Top of Data extracts

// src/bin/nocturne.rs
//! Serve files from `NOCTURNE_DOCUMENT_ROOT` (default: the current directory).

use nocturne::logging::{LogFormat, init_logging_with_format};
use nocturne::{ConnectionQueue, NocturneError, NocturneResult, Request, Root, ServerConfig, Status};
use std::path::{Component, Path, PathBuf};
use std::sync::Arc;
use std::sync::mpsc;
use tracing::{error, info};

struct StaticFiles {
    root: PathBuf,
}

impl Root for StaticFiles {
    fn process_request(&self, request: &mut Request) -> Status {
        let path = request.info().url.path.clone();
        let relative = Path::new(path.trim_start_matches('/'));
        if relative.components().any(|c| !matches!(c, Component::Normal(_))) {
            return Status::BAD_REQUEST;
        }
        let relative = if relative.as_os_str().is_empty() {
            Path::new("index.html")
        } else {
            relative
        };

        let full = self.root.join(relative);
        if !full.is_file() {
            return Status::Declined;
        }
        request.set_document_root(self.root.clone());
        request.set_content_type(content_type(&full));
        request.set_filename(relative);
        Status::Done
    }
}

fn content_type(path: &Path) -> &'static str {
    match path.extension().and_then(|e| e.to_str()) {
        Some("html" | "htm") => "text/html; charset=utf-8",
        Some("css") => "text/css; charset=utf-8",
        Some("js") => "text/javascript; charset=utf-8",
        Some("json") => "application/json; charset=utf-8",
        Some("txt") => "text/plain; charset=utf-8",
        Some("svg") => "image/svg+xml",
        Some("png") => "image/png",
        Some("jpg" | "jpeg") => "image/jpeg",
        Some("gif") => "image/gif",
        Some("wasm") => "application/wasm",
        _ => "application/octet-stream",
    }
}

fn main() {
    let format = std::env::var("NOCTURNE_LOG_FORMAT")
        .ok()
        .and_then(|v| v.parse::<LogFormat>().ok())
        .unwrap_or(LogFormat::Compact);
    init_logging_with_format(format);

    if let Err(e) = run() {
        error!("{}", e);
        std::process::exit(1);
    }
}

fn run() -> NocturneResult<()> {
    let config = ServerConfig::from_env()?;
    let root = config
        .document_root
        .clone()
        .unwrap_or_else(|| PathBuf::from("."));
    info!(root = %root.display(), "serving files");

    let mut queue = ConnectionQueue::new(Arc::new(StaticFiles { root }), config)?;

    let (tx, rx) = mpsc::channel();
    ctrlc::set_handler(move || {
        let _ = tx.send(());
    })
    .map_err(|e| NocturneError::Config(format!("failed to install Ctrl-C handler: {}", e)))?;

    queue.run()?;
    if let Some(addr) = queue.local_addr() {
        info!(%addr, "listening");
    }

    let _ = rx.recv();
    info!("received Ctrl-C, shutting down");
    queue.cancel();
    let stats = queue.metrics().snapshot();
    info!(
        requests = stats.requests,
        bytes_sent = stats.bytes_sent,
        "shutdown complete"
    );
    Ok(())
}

Bottom of Data extracts

> **Task objective**
Give again exactly, and only, the lines above starting at the one with "request.set_content_type(content_type(&full));" and ending at the one with "if let Err(e)".

> **Solution for this task**
        request.set_content_type(content_type(&full));
        request.set_filename(relative);
        Status::Done
    }
}

fn content_type(path: &Path) -> &'static str {
    match path.extension().and_then(|e| e.to_str()) {
        Some("html" | "htm") => "text/html; charset=utf-8",
        Some("css") => "text/css; charset=utf-8",
        Some("js") => "text/javascript; charset=utf-8",
        Some("json") => "application/json; charset=utf-8",
        Some("txt") => "text/plain; charset=utf-8",
        Some("svg") => "image/svg+xml",
        Some("png") => "image/png",
        Some("jpg" | "jpeg") => "image/jpeg",
        Some("gif") => "image/gif",
        Some("wasm") => "application/wasm",
        _ => "application/octet-stream",
    }
}

fn main() {
    let format = std::env::var("NOCTURNE_LOG_FORMAT")
        .ok()
        .and_then(|v| v.parse::<LogFormat>().ok())
        .unwrap_or(LogFormat::Compact);
    init_logging_with_format(format);

    if let Err(e) = run() {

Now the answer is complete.